> **Exercise requirements**: Consider the entries given below. Count the lines that include "bytes" and give only the count.

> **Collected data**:
——
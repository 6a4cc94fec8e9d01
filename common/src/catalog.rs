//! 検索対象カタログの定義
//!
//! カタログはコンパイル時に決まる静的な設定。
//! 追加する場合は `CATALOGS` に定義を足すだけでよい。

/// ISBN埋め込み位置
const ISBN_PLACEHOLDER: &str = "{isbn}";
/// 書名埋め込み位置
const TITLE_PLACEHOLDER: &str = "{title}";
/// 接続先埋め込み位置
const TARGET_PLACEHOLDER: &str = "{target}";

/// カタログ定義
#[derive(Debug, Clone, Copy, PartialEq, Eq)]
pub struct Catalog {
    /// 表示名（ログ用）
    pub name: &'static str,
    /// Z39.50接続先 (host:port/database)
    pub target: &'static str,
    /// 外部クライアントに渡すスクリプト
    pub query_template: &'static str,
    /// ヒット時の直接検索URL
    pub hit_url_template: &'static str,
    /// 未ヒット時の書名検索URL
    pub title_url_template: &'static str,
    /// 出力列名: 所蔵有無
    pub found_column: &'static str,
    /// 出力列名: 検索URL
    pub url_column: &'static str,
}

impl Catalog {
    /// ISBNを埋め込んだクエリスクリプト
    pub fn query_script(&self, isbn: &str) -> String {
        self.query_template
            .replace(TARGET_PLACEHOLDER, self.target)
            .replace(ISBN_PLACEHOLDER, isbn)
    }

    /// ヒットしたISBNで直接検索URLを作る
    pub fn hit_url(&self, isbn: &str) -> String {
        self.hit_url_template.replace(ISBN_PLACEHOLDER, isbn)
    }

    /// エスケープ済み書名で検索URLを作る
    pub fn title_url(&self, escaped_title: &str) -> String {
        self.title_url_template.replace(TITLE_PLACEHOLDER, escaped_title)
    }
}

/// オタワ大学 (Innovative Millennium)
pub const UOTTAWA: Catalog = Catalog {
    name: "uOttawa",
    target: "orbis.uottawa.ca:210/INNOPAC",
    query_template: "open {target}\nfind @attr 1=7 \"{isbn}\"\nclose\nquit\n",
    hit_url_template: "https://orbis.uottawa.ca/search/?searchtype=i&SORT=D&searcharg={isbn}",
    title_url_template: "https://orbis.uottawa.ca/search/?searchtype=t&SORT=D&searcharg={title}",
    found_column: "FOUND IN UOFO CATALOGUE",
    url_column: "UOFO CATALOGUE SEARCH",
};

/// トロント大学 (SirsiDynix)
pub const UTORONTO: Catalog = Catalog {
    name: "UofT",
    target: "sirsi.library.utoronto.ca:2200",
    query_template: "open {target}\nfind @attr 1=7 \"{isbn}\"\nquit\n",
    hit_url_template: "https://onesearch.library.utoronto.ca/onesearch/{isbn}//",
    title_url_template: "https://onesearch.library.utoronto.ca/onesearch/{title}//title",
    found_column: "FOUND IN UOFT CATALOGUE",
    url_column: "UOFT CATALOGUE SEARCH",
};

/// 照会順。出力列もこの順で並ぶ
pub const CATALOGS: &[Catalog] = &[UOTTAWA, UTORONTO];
——
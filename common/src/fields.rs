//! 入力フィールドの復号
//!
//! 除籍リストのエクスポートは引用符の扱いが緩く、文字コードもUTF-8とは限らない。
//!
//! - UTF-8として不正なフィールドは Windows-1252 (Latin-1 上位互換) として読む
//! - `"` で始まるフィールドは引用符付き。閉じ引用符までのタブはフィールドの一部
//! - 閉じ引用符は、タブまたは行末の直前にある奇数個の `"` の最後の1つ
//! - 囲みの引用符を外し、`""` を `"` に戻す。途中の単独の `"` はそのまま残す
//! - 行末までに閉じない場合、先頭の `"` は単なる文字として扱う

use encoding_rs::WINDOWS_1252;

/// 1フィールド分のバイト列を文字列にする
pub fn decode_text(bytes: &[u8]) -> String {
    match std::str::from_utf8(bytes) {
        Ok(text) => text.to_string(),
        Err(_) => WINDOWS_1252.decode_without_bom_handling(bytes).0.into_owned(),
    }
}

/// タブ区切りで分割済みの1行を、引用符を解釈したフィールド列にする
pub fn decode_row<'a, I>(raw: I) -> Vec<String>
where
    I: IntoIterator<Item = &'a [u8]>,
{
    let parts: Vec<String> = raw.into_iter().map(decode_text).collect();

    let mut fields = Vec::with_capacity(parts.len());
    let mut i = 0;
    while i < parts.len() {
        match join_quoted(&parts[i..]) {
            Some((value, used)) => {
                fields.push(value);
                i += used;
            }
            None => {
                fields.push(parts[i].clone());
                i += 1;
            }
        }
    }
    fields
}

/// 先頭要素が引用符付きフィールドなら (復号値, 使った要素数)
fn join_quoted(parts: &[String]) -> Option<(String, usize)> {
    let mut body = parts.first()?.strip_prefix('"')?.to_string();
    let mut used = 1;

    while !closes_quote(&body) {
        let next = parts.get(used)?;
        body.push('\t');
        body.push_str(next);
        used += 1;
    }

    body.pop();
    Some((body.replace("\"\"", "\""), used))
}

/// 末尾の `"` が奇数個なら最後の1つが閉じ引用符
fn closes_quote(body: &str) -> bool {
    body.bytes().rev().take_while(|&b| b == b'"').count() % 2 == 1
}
——
> **Response to the task**: 4